Heterogeneity is the degree to which a system diverges from a state of perfect internal similarity. Many psychiatric studies have attempted to describe heterogeneity of clinical cohorts by either quantifying some form of deviance or multimodality in their data. However, we have yet to develop a consistent operational framework within which to measure and communicate heterogeneity. Developing such a framework will first require (A) adopting a common set of easily understandable units for heterogeneity measures, and (B) clarifying the different levels of analysis at which heterogeneity manifests.

Adopting measures with units of numbers equivalent is an important first step to advance the precision with which we can study heterogeneity in psychiatric research. These measures are well developed and accepted particularly in ecological applications,²³ but we must further evaluate their strengths and limitations for psychiatric research applications. One particular limitation that must be confronted is the fact that numbers equivalent heterogeneity measures currently require the system’s event space to have a categorical component. As it stands, this will be problematic in scenarios where the categorical groupings of patients are either unreliable or of questionable validity.

The formulation of Rényi heterogeneity makes it clear that the “causes” of heterogeneity will depend on the system whose heterogeneity is being measured. For instance, the effective number of clinical presentations of major depressive disorder will depend on one’s diagnostic criteria. Alternatively, the effective number of neurostructural phenotypes in bipolar disorder may be influenced by pharmacological treatments and diversity thereof. The Rényi measure will fortunately admit a statistical procedure for identifying causes or correlates of heterogeneity. In the latter example, if one can model a probability distribution over the space of structural brain images (which can be done using standard unsupervised learning methods), then the effects of medication use on neurostructural heterogeneity can be isolated by exploiting a decomposition of the Rényi heterogeneity (originally proven by the ecologist Lou Jost),²⁹ whose technical details we expand upon in an upcoming review for psychiatric research audiences (unpublished observations, 2019).

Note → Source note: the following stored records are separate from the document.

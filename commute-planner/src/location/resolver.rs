//! Current-location resolution over an ordered provider chain.

use async_trait::async_trait;
use tracing::{debug, info, warn};

use crate::domain::{Coordinate, LocationCandidate};

use super::error::{FailedAttempt, LocationError, ProviderFailure};
use super::ip::{IP_API_URL, IP_INFO_URL, IpApiProvider, IpInfoProvider};
use super::precise::{PlatformLocator, PreciseLocationProvider};
use super::provider::{DEFAULT_COORDINATE, FixedLocationProvider, LocationProvider};

/// Configuration for the standard provider chain.
pub struct ResolverConfig {
    /// Native locator, if the platform has one
    pub platform_locator: Option<Box<dyn PlatformLocator>>,
    /// URL of the first IP geolocation endpoint
    pub ip_api_url: String,
    /// URL of the second IP geolocation endpoint
    pub ip_info_url: String,
    /// Coordinate used when everything else fails
    pub default_coordinate: Coordinate,
}

impl ResolverConfig {
    pub fn new() -> Self {
        Self {
            platform_locator: None,
            ip_api_url: IP_API_URL.to_string(),
            ip_info_url: IP_INFO_URL.to_string(),
            default_coordinate: DEFAULT_COORDINATE,
        }
    }

    /// Put a native locator at the front of the chain.
    pub fn with_platform_locator(mut self, locator: Option<Box<dyn PlatformLocator>>) -> Self {
        self.platform_locator = locator;
        self
    }

    /// Set custom IP geolocation URLs (for testing).
    pub fn with_ip_urls(mut self, ip_api: impl Into<String>, ip_info: impl Into<String>) -> Self {
        self.ip_api_url = ip_api.into();
        self.ip_info_url = ip_info.into();
        self
    }
}

impl Default for ResolverConfig {
    fn default() -> Self {
        Self::new()
    }
}

impl std::fmt::Debug for ResolverConfig {
    fn fmt(&self, f: &mut std::fmt::Formatter<'_>) -> std::fmt::Result {
        f.debug_struct("ResolverConfig")
            .field("platform_locator", &self.platform_locator.is_some())
            .field("ip_api_url", &self.ip_api_url)
            .field("ip_info_url", &self.ip_info_url)
            .field("default_coordinate", &self.default_coordinate)
            .finish()
    }
}

/// A successful resolution and how it was reached.
#[derive(Debug, Clone)]
pub struct Resolution {
    /// The resolved location
    pub candidate: LocationCandidate,
    /// Provider that produced it
    pub provider: &'static str,
    /// Providers that failed before it, in order
    pub failed: Vec<FailedAttempt>,
}

/// Anything that can produce the traveller's current location.
#[async_trait]
pub trait CurrentLocation: Send + Sync {
    async fn resolve_current_location(&self) -> Result<LocationCandidate, LocationError>;
}

/// Tries providers in priority order until one succeeds.
///
/// Providers run one at a time, each under its own timeout. The first
/// success wins and later providers are never called.
pub struct LocationResolver {
    providers: Vec<Box<dyn LocationProvider>>,
}

impl LocationResolver {
    /// Create a resolver over an explicit provider chain.
    pub fn new(providers: Vec<Box<dyn LocationProvider>>) -> Self {
        Self { providers }
    }

    /// Build the standard chain: precise (if available), IP A, IP B, default.
    pub fn standard(config: ResolverConfig) -> Result<Self, LocationError> {
        let mut providers: Vec<Box<dyn LocationProvider>> = Vec::with_capacity(4);

        if let Some(locator) = config.platform_locator {
            providers.push(Box::new(PreciseLocationProvider::new(locator)));
        }
        providers.push(Box::new(IpApiProvider::with_url(config.ip_api_url)?));
        providers.push(Box::new(IpInfoProvider::with_url(config.ip_info_url)?));
        providers.push(Box::new(FixedLocationProvider::new(
            config.default_coordinate,
        )));

        Ok(Self::new(providers))
    }

    /// Names of the providers, in the order they are tried.
    pub fn provider_names(&self) -> Vec<&'static str> {
        self.providers.iter().map(|p| p.name()).collect()
    }

    /// Resolve the current location, reporting which provider answered.
    pub async fn resolve(&self) -> Result<Resolution, LocationError> {
        let mut failed = Vec::new();

        for provider in &self.providers {
            let name = provider.name();
            let budget = provider.timeout();

            let outcome = match tokio::time::timeout(budget, provider.locate()).await {
                Ok(result) => result,
                Err(_) => Err(ProviderFailure::TimedOut(budget)),
            };

            match outcome {
                Ok(candidate) => {
                    info!(provider = name, location = %candidate, "resolved current location");
                    return Ok(Resolution {
                        candidate,
                        provider: name,
                        failed,
                    });
                }
                Err(e) => {
                    debug!(provider = name, error = %e, "location provider failed");
                    failed.push(FailedAttempt {
                        provider: name,
                        reason: e.to_string(),
                    });
                }
            }
        }

        warn!(attempts = failed.len(), "all location providers failed");
        Err(LocationError::AllProvidersFailed { attempts: failed })
    }
}

#[async_trait]
impl CurrentLocation for LocationResolver {
    async fn resolve_current_location(&self) -> Result<LocationCandidate, LocationError> {
        self.resolve().await.map(|r| r.candidate)
    }
}

impl std::fmt::Debug for LocationResolver {
    fn fmt(&self, f: &mut std::fmt::Formatter<'_>) -> std::fmt::Result {
        f.debug_struct("LocationResolver")
            .field("providers", &self.provider_names())
            .finish()
    }
}

#[cfg(test)]
mod tests {
    use super::*;
    use std::sync::Arc;
    use std::sync::atomic::{AtomicUsize, Ordering};
    use std::time::Duration;

    /// Scripted provider that counts its calls.
    struct Scripted {
        name: &'static str,
        reply: Option<&'static str>,
        delay: Option<Duration>,
        calls: Arc<AtomicUsize>,
    }

    impl Scripted {
        fn ok(name: &'static str, loc: &'static str) -> Self {
            Self {
                name,
                reply: Some(loc),
                delay: None,
                calls: Arc::new(AtomicUsize::new(0)),
            }
        }

        fn failing(name: &'static str) -> Self {
            Self {
                name,
                reply: None,
                delay: None,
                calls: Arc::new(AtomicUsize::new(0)),
            }
        }

        fn slow(mut self, delay: Duration) -> Self {
            self.delay = Some(delay);
            self
        }
    }

    #[async_trait]
    impl LocationProvider for Scripted {
        fn name(&self) -> &'static str {
            self.name
        }

        fn timeout(&self) -> Duration {
            Duration::from_millis(50)
        }

        async fn locate(&self) -> Result<LocationCandidate, ProviderFailure> {
            self.calls.fetch_add(1, Ordering::SeqCst);
            if let Some(delay) = self.delay {
                tokio::time::sleep(delay).await;
            }
            match self.reply {
                Some(loc) => Ok(LocationCandidate::new(loc).unwrap()),
                None => Err(ProviderFailure::Rejected(format!("{} down", self.name))),
            }
        }
    }

    #[tokio::test]
    async fn first_success_wins_and_later_providers_are_not_called() {
        let third = Scripted::ok("third", "47.61,-122.33");
        let fourth = Scripted::ok("fourth", "0,0");
        let fourth_calls = fourth.calls.clone();

        let resolver = LocationResolver::new(vec![
            Box::new(Scripted::failing("first")),
            Box::new(Scripted::failing("second")),
            Box::new(third),
            Box::new(fourth),
        ]);

        let resolution = resolver.resolve().await.unwrap();

        assert_eq!(resolution.candidate.as_str(), "47.61,-122.33");
        assert_eq!(resolution.provider, "third");
        assert_eq!(resolution.failed.len(), 2);
        assert_eq!(resolution.failed[0].provider, "first");
        assert_eq!(fourth_calls.load(Ordering::SeqCst), 0);
    }

    #[tokio::test]
    async fn priority_order_beats_availability() {
        let resolver = LocationResolver::new(vec![
            Box::new(Scripted::ok("first", "1,1")),
            Box::new(Scripted::ok("second", "2,2")),
        ]);

        let loc = resolver.resolve_current_location().await.unwrap();
        assert_eq!(loc.as_str(), "1,1");
    }

    #[tokio::test]
    async fn all_failing_reports_last_reason() {
        let resolver = LocationResolver::new(vec![
            Box::new(Scripted::failing("first")),
            Box::new(Scripted::failing("second")),
        ]);

        let err = resolver.resolve().await.unwrap_err();
        let last = err.last_reason().unwrap();
        assert_eq!(last.provider, "second");
        assert!(last.reason.contains("second down"));
        assert!(matches!(
            err,
            LocationError::AllProvidersFailed { ref attempts } if attempts.len() == 2
        ));
    }

    #[tokio::test]
    async fn timed_out_provider_is_skipped() {
        let resolver = LocationResolver::new(vec![
            Box::new(Scripted::ok("slow", "1,1").slow(Duration::from_secs(5))),
            Box::new(Scripted::ok("fast", "2,2")),
        ]);

        let resolution = resolver.resolve().await.unwrap();
        assert_eq!(resolution.provider, "fast");
        assert!(resolution.failed[0].reason.starts_with("timed out"));
    }

    #[tokio::test]
    async fn empty_chain_fails() {
        let resolver = LocationResolver::new(vec![]);
        assert!(matches!(
            resolver.resolve().await,
            Err(LocationError::AllProvidersFailed { .. })
        ));
    }

    #[test]
    fn standard_chain_order() {
        let resolver = LocationResolver::standard(ResolverConfig::new()).unwrap();
        assert_eq!(
            resolver.provider_names(),
            vec!["ip-api", "ipinfo", "default"]
        );
    }
}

Such a procedure for isolating heterogeneity caused by exogenous factors may better enable us to characterize the heterogeneity intrinsic to the primary system of interest; the ability to precisely quantify and decompose heterogeneity using the Rényi measure is a step in this direction.

The greater precision afforded by developing rigorous measures of heterogeneity will undoubtedly require us to speak of the heterogeneity of conditions in terms of more specific levels of analysis. This will likely bring about another challenge: measuring only heterogeneity that is relevant to the phenomenon in question. For example, 2 brain images of the same person may deviate from each other based on scanner noise, yet the semantic content of those images — which may be known a priori or identifiable only by unsupervised feature learning models such as autoencoders — is homogeneous. The specificity enforced by reporting heterogeneity as “the effective number of X” could serve as such a filter, since presumably one must justify why the heterogeneity of X is sufficiently important to measure its numbers equivalent. However, answers to these questions await the results of real-world applications of these measures to psychiatric research problems.